You see, Freeze graduated from Southern Miss. So did his wife Jill. Hattiesburg is where they met.
That’s just part of it. When Jay Hopson resigned at Southern Miss after the first game of the 2020 season, immediate speculation on his immediate successor centered on Freeze. Never mind that Freeze reportedly makes four times as much at Liberty as Hopson made at Southern Miss. Many, including Paul Finebaum, called Freeze a perfect fit at USM. Finebaum went so far as to say, “My gut feeling is that he would take the job… .”
Freeze, as you might expect, publicly pooh-poohs any suggestion that he would leave Liberty to come back to Mississippi and to his alma mater.
“I have an awesome job here at Liberty,” he said by phone Monday afternoon. “I am so thankful to have the opportunity to coach here. My sole focus professionally right now is to help Liberty have the best football team we can possibly have. Besides that, I make it a habit not to talk about other people’s coaching jobs.”
My educated guess is that Freeze, at the least, is mightily intrigued by the idea of returning to Mississippi and to his alma mater.
But the Southern Miss job currently belongs to 30-year-old Texan Scotty Walden, the youngest Division I coach in the nation. Walden’s Golden Eagles are 1-3 in this craziest of seasons, having won for the first time Oct. 3, 41-31, at North Texas. Since then, USM has had consecutive games postponed because of the COVID-19 pandemic.

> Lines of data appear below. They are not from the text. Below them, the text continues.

//! Request inspection helpers.
//!
//! # Responsibilities
//! - Extract the routing-relevant host (Host header, or the HTTP/2
//!   `:authority` carried in the URI)
//! - Detect upgrade handshakes
//! - Work out the originating address of a request
//! - Generate request IDs (UUID v4)

use std::net::SocketAddr;

use axum::http::{header, HeaderMap, HeaderValue, Request};
use tower_http::request_id::{MakeRequestId, RequestId};
use uuid::Uuid;

/// The host a request is addressed to, if non-empty and valid UTF-8.
///
/// HTTP/2 clients send `:authority` instead of `Host`; hyper exposes it as
/// the URI authority, which is used when the header is absent.
pub fn request_host<B>(request: &Request<B>) -> Option<&str> {
    request
        .headers()
        .get(header::HOST)
        .and_then(|v| v.to_str().ok())
        .or_else(|| request.uri().authority().map(|a| a.as_str()))
        .map(str::trim)
        .filter(|h| !h.is_empty())
}

/// True for requests asking to switch protocols: `Connection` lists the
/// `upgrade` token and an `Upgrade` header names the target protocol.
pub fn is_upgrade_request<B>(request: &Request<B>) -> bool {
    let headers = request.headers();
    let wants_upgrade = headers
        .get_all(header::CONNECTION)
        .iter()
        .filter_map(|v| v.to_str().ok())
        .flat_map(|v| v.split(','))
        .any(|token| token.trim().eq_ignore_ascii_case("upgrade"));

    wants_upgrade && headers.contains_key(header::UPGRADE)
}

/// Address the client connected from: `x-forwarded-for` when a proxy set
/// it, otherwise the peer address.
pub fn endpoint_ip(headers: &HeaderMap, peer: Option<SocketAddr>) -> String {
    let forwarded = headers
        .get("x-forwarded-for")
        .and_then(|v| v.to_str().ok())
        .and_then(|v| v.split(',').next())
        .map(str::trim)
        .filter(|v| !v.is_empty());

    match (forwarded, peer) {
        (Some(ip), _) => ip.to_string(),
        (None, Some(peer)) => peer.ip().to_string(),
        (None, None) => String::new(),
    }
}

/// Assigns a random UUID as `x-request-id` to requests lacking one.
#[derive(Debug, Clone, Copy, Default)]
pub struct MakeRequestUuidV4;

impl MakeRequestId for MakeRequestUuidV4 {
    fn make_request_id<B>(&mut self, _request: &Request<B>) -> Option<RequestId> {
        HeaderValue::from_str(&Uuid::new_v4().to_string())
            .ok()
            .map(RequestId::new)
    }
}

#[cfg(test)]
mod tests {
    use super::*;

    fn headers(pairs: &[(&'static str, &'static str)]) -> HeaderMap {
        let mut map = HeaderMap::new();
        for (name, value) in pairs {
            map.append(*name, HeaderValue::from_static(value));
        }
        map
    }

    fn request(uri: &str, pairs: &[(&'static str, &'static str)]) -> Request<()> {
        let mut request = Request::builder().uri(uri).body(()).unwrap();
        *request.headers_mut() = headers(pairs);
        request
    }

    #[test]
    fn host_requires_value() {
        assert_eq!(
            request_host(&request("/", &[("host", "a.example.com")])),
            Some("a.example.com")
        );
        assert_eq!(request_host(&request("/", &[("host", "")])), None);
        assert_eq!(request_host(&request("/", &[])), None);
    }

    #[test]
    fn host_falls_back_to_uri_authority() {
        assert_eq!(
            request_host(&request("http://b.example.com:8443/x", &[])),
            Some("b.example.com:8443")
        );
        assert_eq!(
            request_host(&request("http://b.example.com/x", &[("host", "a.example.com")])),
            Some("a.example.com")
        );
    }

    #[test]
    fn upgrade_detection() {
        let upgrade = |pairs: &[(&'static str, &'static str)]| {
            let mut request = Request::new(());
            *request.headers_mut() = headers(pairs);
            is_upgrade_request(&request)
        };

        assert!(upgrade(&[("connection", "Upgrade"), ("upgrade", "websocket")]));
        assert!(upgrade(&[("connection", "keep-alive, upgrade"), ("upgrade", "h2c")]));
        assert!(!upgrade(&[("connection", "keep-alive"), ("upgrade", "websocket")]));
        assert!(!upgrade(&[("connection", "upgrade")]));
    }

    #[test]
    fn endpoint_prefers_forwarded_for() {
        let peer: SocketAddr = "192.0.2.1:4000".parse().unwrap();

        assert_eq!(
            endpoint_ip(&headers(&[("x-forwarded-for", "203.0.113.9, 10.0.0.1")]), Some(peer)),
            "203.0.113.9"
        );
        assert_eq!(endpoint_ip(&HeaderMap::new(), Some(peer)), "192.0.2.1");
    }

    #[test]
    fn request_ids_are_unique() {
        let request = Request::new(());
        let mut make = MakeRequestUuidV4;
        let a = make.make_request_id(&request).unwrap();
        let b = make.make_request_id(&request).unwrap();
        assert_ne!(a.header_value(), b.header_value());
    }
}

All in all, Walden, who coaches as if he just downed a case and a half of Red Bull, has done an admirable job in holding things together amid the coaching change, COVID and the turmoil of an 0-3 start.
Freeze said Monday he has had little time to watch tape on Southern Miss but that his first impression was how athletic the Eagles are, especially at wide receiver and in the defensive secondary.
“Those wide receivers, man, those guys are big-time,” Freeze said. “They are a challenge. And Jack Abraham, the quarterback, I had him in a bunch of camps at Ole Miss. He’s accurate, he’s competitive and he’s a leader. I have all the respect in the world for him.”
Freeze also respects the Southern Miss football program, dating back to his days as an undergraduate, when he tried out unsuccessfully for Hill Denson’s baseball team. “I just wasn’t good enough,” he said.
Freeze instead concentrated on his studies and his position as the president of the Baptist Student Union. Yes, he said, he did attend football games when Curley Hallman was the head coach and Brett Favre was the quarterback and Southern Miss defeated the likes of Alabama, Auburn and Florida State, all on the road.
“I remember that big sign over the practice field that said, ‘Southern Miss football: Anyone, Anywhere, Anytime,’” he said. “And they meant it, they weren’t scared of anybody.”
Freeze said he got to know Favre back then and they have become friends.
“I expect to get a text from Brett this week because he loves to needle you,” Freeze said.
Otherwise, Freeze said he doesn’t expect any special feelings Saturday other than the one he always feels on a football Saturday.
“I want to win,” he said. “I want to beat Southern Miss. That’s my mindset. Heck, I love to beat my brother or my cousins at anything we play. I have lots of dear friends down there, but this week, I just want to win. That’s it. I want to win.”